**Action item**. Provide the number of lines below containing the word "metrics", without any other words.

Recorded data
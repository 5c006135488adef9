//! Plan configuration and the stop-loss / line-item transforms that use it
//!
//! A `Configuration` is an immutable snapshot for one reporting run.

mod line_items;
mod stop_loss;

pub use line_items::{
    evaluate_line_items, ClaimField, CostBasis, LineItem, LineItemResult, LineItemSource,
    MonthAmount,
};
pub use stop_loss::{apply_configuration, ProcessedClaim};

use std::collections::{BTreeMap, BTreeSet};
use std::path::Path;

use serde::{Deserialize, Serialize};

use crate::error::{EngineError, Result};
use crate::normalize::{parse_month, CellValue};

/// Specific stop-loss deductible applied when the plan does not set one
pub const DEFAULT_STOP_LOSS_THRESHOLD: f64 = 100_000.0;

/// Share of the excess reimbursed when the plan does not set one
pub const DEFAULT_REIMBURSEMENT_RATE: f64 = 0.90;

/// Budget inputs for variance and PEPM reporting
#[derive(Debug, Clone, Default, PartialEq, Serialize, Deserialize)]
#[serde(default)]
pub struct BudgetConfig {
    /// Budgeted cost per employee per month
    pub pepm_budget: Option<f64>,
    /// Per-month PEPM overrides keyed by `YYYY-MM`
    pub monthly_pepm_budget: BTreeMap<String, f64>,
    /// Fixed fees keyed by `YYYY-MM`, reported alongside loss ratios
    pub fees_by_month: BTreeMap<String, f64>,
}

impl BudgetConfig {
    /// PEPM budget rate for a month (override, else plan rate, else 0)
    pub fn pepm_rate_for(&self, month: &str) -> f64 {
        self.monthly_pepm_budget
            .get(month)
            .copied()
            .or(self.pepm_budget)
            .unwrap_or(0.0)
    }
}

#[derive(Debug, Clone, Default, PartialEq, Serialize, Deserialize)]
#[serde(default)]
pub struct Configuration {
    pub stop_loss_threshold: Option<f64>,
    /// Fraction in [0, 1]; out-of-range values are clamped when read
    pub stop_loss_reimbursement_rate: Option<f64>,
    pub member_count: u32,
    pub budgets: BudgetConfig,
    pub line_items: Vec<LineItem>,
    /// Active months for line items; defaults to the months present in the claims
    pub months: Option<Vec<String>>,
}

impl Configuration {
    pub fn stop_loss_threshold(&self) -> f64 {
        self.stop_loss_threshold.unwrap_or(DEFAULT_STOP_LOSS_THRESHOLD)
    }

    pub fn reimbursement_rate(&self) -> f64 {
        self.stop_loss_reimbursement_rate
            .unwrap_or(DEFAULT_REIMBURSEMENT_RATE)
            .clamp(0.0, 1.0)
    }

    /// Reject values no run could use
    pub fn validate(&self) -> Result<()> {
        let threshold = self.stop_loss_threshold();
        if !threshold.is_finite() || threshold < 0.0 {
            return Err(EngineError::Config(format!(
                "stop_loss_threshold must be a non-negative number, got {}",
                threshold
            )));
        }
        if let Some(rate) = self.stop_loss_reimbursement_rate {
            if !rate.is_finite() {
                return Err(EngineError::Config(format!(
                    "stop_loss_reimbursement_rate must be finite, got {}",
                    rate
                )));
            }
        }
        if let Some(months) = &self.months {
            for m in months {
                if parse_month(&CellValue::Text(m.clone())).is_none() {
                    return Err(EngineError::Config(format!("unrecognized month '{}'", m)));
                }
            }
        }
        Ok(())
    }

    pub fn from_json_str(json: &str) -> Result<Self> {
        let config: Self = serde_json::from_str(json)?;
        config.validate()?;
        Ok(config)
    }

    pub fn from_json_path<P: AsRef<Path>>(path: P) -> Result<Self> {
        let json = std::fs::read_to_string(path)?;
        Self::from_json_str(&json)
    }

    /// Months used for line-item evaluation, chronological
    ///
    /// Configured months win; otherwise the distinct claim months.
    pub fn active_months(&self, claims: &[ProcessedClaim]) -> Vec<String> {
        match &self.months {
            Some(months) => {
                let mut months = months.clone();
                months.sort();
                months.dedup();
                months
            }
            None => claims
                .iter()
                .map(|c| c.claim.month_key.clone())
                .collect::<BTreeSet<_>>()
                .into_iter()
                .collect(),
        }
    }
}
--
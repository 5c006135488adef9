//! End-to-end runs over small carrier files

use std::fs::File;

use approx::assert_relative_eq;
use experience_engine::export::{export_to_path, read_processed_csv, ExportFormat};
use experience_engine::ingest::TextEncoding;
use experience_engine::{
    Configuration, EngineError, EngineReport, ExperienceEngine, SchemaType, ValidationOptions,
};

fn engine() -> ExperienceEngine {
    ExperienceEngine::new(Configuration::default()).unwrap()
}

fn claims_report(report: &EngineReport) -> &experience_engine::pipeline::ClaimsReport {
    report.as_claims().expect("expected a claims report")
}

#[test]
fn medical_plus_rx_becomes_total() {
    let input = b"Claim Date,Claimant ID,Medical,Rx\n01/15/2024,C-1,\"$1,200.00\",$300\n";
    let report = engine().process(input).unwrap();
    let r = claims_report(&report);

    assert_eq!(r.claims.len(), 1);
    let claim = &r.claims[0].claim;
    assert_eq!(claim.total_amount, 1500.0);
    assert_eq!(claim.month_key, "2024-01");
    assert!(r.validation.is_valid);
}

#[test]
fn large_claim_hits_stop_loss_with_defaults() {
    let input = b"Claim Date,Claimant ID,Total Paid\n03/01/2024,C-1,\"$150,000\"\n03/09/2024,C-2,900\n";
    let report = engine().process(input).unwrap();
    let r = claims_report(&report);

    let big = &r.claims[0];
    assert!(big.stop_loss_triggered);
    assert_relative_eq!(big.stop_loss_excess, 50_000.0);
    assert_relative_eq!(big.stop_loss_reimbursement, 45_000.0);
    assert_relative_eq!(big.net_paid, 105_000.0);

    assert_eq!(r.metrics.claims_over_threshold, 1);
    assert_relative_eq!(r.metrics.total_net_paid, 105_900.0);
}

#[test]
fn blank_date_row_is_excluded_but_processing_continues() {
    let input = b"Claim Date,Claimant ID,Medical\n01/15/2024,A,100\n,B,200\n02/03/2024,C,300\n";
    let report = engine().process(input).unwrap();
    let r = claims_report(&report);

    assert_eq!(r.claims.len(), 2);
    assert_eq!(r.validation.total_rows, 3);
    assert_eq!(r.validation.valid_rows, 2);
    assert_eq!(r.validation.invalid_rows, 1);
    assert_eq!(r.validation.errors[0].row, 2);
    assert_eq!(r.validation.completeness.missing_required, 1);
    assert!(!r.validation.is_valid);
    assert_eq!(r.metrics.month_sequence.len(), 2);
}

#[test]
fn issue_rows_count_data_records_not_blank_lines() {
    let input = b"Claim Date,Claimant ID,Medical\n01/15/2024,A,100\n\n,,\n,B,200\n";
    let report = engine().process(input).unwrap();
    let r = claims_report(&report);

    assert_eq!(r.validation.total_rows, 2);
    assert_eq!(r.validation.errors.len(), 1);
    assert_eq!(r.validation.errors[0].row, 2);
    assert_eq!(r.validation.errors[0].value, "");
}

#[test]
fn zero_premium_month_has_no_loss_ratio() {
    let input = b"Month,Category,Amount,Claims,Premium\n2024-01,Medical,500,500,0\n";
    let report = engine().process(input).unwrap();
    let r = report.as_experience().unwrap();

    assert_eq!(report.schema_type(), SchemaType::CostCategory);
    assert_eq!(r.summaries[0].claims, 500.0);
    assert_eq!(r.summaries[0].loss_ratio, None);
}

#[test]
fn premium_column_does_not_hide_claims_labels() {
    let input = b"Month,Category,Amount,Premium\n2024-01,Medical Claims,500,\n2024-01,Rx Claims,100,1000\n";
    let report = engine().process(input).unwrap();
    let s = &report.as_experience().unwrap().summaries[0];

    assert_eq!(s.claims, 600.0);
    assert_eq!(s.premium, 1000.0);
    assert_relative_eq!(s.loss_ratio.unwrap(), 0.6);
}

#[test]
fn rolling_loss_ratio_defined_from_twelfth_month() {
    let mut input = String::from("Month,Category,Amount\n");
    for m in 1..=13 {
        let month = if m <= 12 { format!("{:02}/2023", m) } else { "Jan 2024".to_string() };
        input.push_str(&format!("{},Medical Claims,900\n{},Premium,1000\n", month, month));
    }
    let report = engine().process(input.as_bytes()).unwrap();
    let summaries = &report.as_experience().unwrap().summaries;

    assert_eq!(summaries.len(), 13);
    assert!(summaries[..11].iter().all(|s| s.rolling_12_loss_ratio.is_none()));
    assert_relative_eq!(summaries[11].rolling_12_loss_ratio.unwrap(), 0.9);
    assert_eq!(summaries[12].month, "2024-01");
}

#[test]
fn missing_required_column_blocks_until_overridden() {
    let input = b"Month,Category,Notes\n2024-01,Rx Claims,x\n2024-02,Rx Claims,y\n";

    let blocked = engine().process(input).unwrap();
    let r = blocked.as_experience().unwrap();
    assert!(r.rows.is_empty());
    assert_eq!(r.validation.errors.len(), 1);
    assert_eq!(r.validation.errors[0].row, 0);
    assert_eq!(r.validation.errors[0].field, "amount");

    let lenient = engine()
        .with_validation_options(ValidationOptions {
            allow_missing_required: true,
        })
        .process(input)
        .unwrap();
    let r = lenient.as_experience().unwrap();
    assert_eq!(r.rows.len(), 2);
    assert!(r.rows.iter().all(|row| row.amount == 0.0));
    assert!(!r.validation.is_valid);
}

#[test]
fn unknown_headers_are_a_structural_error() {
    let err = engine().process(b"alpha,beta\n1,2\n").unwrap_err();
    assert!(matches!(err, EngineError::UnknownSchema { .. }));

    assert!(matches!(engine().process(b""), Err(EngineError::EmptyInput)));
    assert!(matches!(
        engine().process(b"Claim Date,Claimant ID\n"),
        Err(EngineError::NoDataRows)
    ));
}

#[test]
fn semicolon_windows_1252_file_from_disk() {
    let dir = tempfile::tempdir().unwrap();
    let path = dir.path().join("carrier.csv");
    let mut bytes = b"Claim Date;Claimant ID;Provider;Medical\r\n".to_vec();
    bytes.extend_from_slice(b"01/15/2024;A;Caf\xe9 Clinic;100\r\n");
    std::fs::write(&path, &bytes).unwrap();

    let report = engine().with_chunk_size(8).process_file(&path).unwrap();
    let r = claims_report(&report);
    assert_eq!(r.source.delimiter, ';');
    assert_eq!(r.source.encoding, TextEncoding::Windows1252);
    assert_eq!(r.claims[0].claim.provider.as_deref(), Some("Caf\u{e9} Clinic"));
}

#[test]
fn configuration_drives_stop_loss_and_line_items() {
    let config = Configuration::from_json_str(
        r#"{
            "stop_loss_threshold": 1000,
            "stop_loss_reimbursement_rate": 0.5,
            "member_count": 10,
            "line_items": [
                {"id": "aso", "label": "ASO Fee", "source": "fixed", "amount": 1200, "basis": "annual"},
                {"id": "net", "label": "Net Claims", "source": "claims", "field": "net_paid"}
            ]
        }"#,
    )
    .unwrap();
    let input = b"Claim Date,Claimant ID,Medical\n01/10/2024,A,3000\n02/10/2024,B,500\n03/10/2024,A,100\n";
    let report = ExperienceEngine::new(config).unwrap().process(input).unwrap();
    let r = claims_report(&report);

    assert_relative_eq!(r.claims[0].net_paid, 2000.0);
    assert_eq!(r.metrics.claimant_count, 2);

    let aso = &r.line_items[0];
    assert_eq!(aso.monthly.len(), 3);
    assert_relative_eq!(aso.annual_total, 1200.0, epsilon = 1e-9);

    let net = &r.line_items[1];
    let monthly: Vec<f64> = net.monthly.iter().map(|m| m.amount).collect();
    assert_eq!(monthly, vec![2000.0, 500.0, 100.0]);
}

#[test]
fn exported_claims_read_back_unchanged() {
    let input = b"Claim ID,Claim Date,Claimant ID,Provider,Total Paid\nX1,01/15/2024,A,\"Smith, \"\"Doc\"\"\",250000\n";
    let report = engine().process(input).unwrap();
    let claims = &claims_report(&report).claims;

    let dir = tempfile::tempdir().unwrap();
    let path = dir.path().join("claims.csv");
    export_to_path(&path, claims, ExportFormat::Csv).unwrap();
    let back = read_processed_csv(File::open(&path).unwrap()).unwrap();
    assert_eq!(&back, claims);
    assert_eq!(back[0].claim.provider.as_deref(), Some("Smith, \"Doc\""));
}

**Exercise result**. 4